Fishing the Hendricksons Battenkill Style (Part 1)

Updated: Apr 4

Doug Lyons 3/7/22

The Hendrickson hatch is famous (or perhaps infamous) for the legend that is attached to the signature fly that anglers have used to imitate the mayfly Ephemerella Subvaria for years. Back in the early 1900’s a flytyer by the name of Roy Steenrod created a dry fly to match the hatch. He named the fly after his good friend, A.E. Hendrickson and the famous pool on the Beaverkill where they fished this fly is named Hendrickson Pool.

Atherton #4 Fly - Photo by Doug Lyons

Enterprising tavern owner and fly tier, Art Flick, took the original pattern and tweaked it a bit to better match the pinkish tint of the female mayfly that we know today as the Hendrickson (The male is knows as Red Quill due to its ruddy abdomen). Flick drew a lot of attention to his pattern because he famously sought the urine-stained underbelly fur of a female fox. Odd though it may seem, Flick’s choice was not a bad one and his elegant pattern catches fish to this day.

With all that said, Battenkill area fly tiers have hatched a handful of patterns that are equally effective as the original Hendrickson pattern when fishing this emergence.

In this first installment let’s talk about angling artist John Atherton and his contribution to fly tying. We will focus on one specific pattern after reviewing Atherton’s unique approach to designing effective patterns that were tested on our very own Battenkill.

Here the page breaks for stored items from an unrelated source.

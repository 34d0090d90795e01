#![forbid(unsafe_code)]

//! Translation catalog tooling for the Qt Linguist TS format.
//!
//! A TS file is a catalog of source strings and their translations for a
//! toolkit's dialogs and widgets, grouped by originating component
//! ("context"). This crate provides the in-memory model, a strict
//! event-driven parser, a byte-stable canonical serializer, exact-key
//! lookup, and the reports translation-coverage tooling needs (unfinished
//! messages, duplicate keys, placeholder mismatches).

pub mod catalog;
pub mod reader;
pub mod writer;

pub use catalog::{
    Catalog, Context, ContextCoverage, CoverageReport, DuplicateContext, DuplicateKey,
    FormatError, Message, PlaceholderMismatch, Translation, Unfinished,
};
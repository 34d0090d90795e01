//! Canonical, byte-stable TS serialization.
//!
//! Translation-management tools read-modify-write these files repeatedly
//! and the results are hand-merged, so the writer's only job beyond
//! correctness is determinism: the same logical catalog must always
//! produce byte-identical output. Contexts and messages keep document
//! order; header entries are emitted sorted by key (the mapping is
//! order-irrelevant).

use std::io::Write;

use quick_xml::Writer;
use quick_xml::events::{BytesDecl, BytesEnd, BytesStart, BytesText, Event};

use crate::catalog::{Catalog, FormatError, Translation};

/// Serialize a catalog into canonical TS markup.
///
/// `parse(serialize(c))` reproduces `c` exactly, and re-serializing the
/// result is byte-stable.
///
/// # Errors
///
/// [`FormatError::Write`] if the underlying writer fails.
pub fn serialize(catalog: &Catalog) -> Result<Vec<u8>, FormatError> {
    write_catalog(catalog).map_err(|err| FormatError::Write(err.to_string()))
}

fn write_catalog(catalog: &Catalog) -> Result<Vec<u8>, quick_xml::Error> {
    let mut writer = Writer::new_with_indent(Vec::new(), b' ', 4);

    writer.write_event(Event::Decl(BytesDecl::new("1.0", Some("utf-8"), None)))?;
    writer.write_event(Event::DocType(BytesText::new("TS")))?;

    let mut root = BytesStart::new("TS");
    if let Some(version) = &catalog.version {
        root.push_attribute(("version", version.as_str()));
    }
    if let Some(language) = &catalog.language {
        root.push_attribute(("language", language.as_str()));
    }
    writer.write_event(Event::Start(root))?;

    for (key, value) in &catalog.headers {
        text_element(&mut writer, key, value)?;
    }

    for context in &catalog.contexts {
        writer.write_event(Event::Start(BytesStart::new("context")))?;
        text_element(&mut writer, "name", &context.name)?;
        for message in &context.messages {
            writer.write_event(Event::Start(BytesStart::new("message")))?;
            text_element(&mut writer, "source", &message.source)?;
            if let Some(comment) = &message.comment {
                text_element(&mut writer, "comment", comment)?;
            }
            if let Some(extracomment) = &message.extracomment {
                text_element(&mut writer, "extracomment", extracomment)?;
            }
            match &message.translation {
                Translation::Finished(text) => {
                    text_element(&mut writer, "translation", text)?;
                }
                Translation::Unfinished => {
                    // The dialect writes a paired empty tag, not a
                    // self-closing one.
                    let mut start = BytesStart::new("translation");
                    start.push_attribute(("type", "unfinished"));
                    writer.write_event(Event::Start(start))?;
                    writer.write_event(Event::Text(BytesText::new("")))?;
                    writer.write_event(Event::End(BytesEnd::new("translation")))?;
                }
            }
            writer.write_event(Event::End(BytesEnd::new("message")))?;
        }
        writer.write_event(Event::End(BytesEnd::new("context")))?;
    }

    writer.write_event(Event::End(BytesEnd::new("TS")))?;

    let mut bytes = writer.into_inner();
    bytes.push(b'\n');
    Ok(bytes)
}

/// Write `<name>text</name>` on a single line.
///
/// The empty text event keeps the closing tag inline even when `text`
/// is empty, which the round-trip relies on.
fn text_element<W: Write>(
    writer: &mut Writer<W>,
    name: &str,
    text: &str,
) -> Result<(), quick_xml::Error> {
    writer.write_event(Event::Start(BytesStart::new(name)))?;
    writer.write_event(Event::Text(BytesText::new(text)))?;
    writer.write_event(Event::End(BytesEnd::new(name)))?;
    Ok(())
}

John Atherton was an acclaimed artist whose works have graced the walls of some of the finest museums in the world. He was also an illustrator for the Saturday Evening Post; creating numerous covers for that noted periodical. Atherton also happened to be an astute fly fisherman who was drawn to the Arlington area to be with other artists such as Norman Rockwell and fellow fly angler and artist Meade Schaeffer. The Battenkill was another reason for this move.

Atherton took his artistic background and applied it to fly tying by theorizing that a color of a fly (be it the body, tail or hackling) should be the sum of a number of colors blended together just as the Impressionistic artists created beautiful images on canvas by using multiple colors mixed together to give a life like impression. Atherton codified this theory in his book The Fly and the Fish, a work that still matters to this day. If you have not read this book it is worth acquiring a copy.

With regards to the Hendrickson hatch, Atherton created a fly that he named the Atherton # 4, a beautiful rendition that calls for a mixture of several dubbings that gives an overall impression of pink or coral and is perfect for matching the Hendrickson’s on the Battenkill. Some of his dubbings are generally unavailable today (seal specifically) but there are perfectly good substitutes. The fly also calls for a mixture of dun and Cree hackle. Cree is a bit hard to come by, but one can get around this by using dun as the primary color of the hackle collar mixed with a wrap or two each of grizzly and brown to get the variegated effect he emphasizes in many of his patterns.

The recipe for the pattern is as follows:

Hook: # 12 – 14 (Atherton sometimes tied with a # 13 hook as well)

Wing: Wood duck

Tail: Cree hackle fibers or a mix of ginger and grizzly

Thorax: Natural seals fur mixed with dyed red seals fur and a small amount each of hares ear and muskrat

Rib: narrow oval gold tinsel

Hackle: Medium dun and Cree mixed

Atherton does not specify a thread color, I generally use a tannish colored thread.

While the weather remains cold, take the time to create a few Atherton # 4’s of your own and bring them with you when you come to fish the Battenkill. You will have a fine pattern in your arsenal and you will be meeting the hatch Battenkill Style.